Does that make it safe? Were the mushrooms I ate, or the ones someone ate in a different part of the country, tested for levels of toxins, or is the number of people who 1) reported illness vs. 2) people who ate the mushroom and did not report illness, make a scientific justification for going ahead and eating something because it's tasty? Or does the difference between 1) and 2) make it a "safe" mushroom to eat?

The problem with making a decision like this is, as you say, unproven by science.

We do not know the levels of toxins in mushrooms. It would be helpful to have a simple litmus test, a drop of liquid on the cap indicates X level of toxin or no toxin at all. It is only when people report gastrointestinal problems, require hospitalization, or even die from eating a particular species do we take notice.

The Poison Control folks do keep statistics. I've asked them for more information about Gyromitra montana incidents. Meanwhile, I think we need to ask: if a mushroom makes one even person sick, is it safe for me to eat, and what exact toxin in the mushroom caused the illness?
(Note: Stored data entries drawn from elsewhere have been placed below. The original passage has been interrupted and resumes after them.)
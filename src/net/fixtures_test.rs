use super::*;

#[test]
fn every_page_returns_its_own_record_kind() {
    for page in PageId::ALL {
        assert_eq!(Fixtures.fixtures(page).page(), page);
    }
}

#[test]
fn fixtures_are_deterministic() {
    for page in PageId::ALL {
        assert_eq!(Fixtures.fixtures(page), Fixtures.fixtures(page));
    }
}

#[test]
fn unknown_page_is_reported_consistently() {
    assert_eq!(fixtures_for("reports"), Err(PortalError::UnknownPage("reports".to_owned())));
    assert_eq!(fixtures_for(""), Err(PortalError::UnknownPage(String::new())));
}

#[test]
fn known_raw_page_resolves() {
    let data = fixtures_for("grades").unwrap();
    assert_eq!(data.len(), 4);
}

#[test]
fn settings_has_no_records() {
    assert!(fixtures_for("settings").unwrap().is_empty());
}

#[test]
fn dashboard_stats_match_headline_counters() {
    let data = dashboard();
    assert_eq!(data.stats.total_classes, 24);
    assert_eq!(data.stats.completed_tasks, 18);
    assert_eq!(data.stats.pending_tasks, 6);
    assert_eq!(data.stats.attendance_rate, 85);
    assert_eq!(data.recent_tasks.len(), 4);
    assert_eq!(data.recent_updates.len(), 3);
    assert_eq!(data.today_schedule.len(), 3);
}

#[test]
fn task_list_covers_every_status() {
    let list = tasks();
    assert_eq!(list.len(), 5);
    for status in TaskStatus::ALL {
        assert!(list.iter().any(|t| t.status == status), "missing {status}");
    }
    let ids: Vec<_> = list.iter().map(|t| t.id).collect();
    assert_eq!(ids, [1, 2, 3, 4, 5]);
}

#[test]
fn timetable_only_schedules_monday_and_tuesday() {
    let table = timetable();
    assert_eq!(table.time_slots.len(), 8);
    assert_eq!(table.days.len(), 7);
    assert!(table.schedule.iter().all(|s| s.day == "Monday" || s.day == "Tuesday"));
    assert_eq!(table.subject_at("Monday", "11:00"), "Break");
    assert_eq!(table.subject_at("Tuesday", "14:00"), "Chemistry");
    assert_eq!(table.subject_at("Monday", "16:00"), "");
    assert_eq!(table.subject_at("Wednesday", "09:00"), "");
}

#[test]
fn pick_update_covers_range_edges() {
    assert_eq!(pick_update(0.0), UPDATE_MESSAGES[0]);
    assert_eq!(pick_update(0.26), UPDATE_MESSAGES[1]);
    assert_eq!(pick_update(0.999), UPDATE_MESSAGES[3]);
    assert_eq!(pick_update(1.0), UPDATE_MESSAGES[3]);
    assert_eq!(pick_update(-4.0), UPDATE_MESSAGES[0]);
}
Even if I eat that same mushroom and feel no ill effect, did the toxin in that mushroom, at whatever level in the one I ate, affect my internal organs and overall health?

David Rust

Featured Mushroom, the Gyromitra montana (top)

This was one of the favorite mushrooms served at a foray dinner this spring, but after reading the above, many of us have decided to avoid eating it.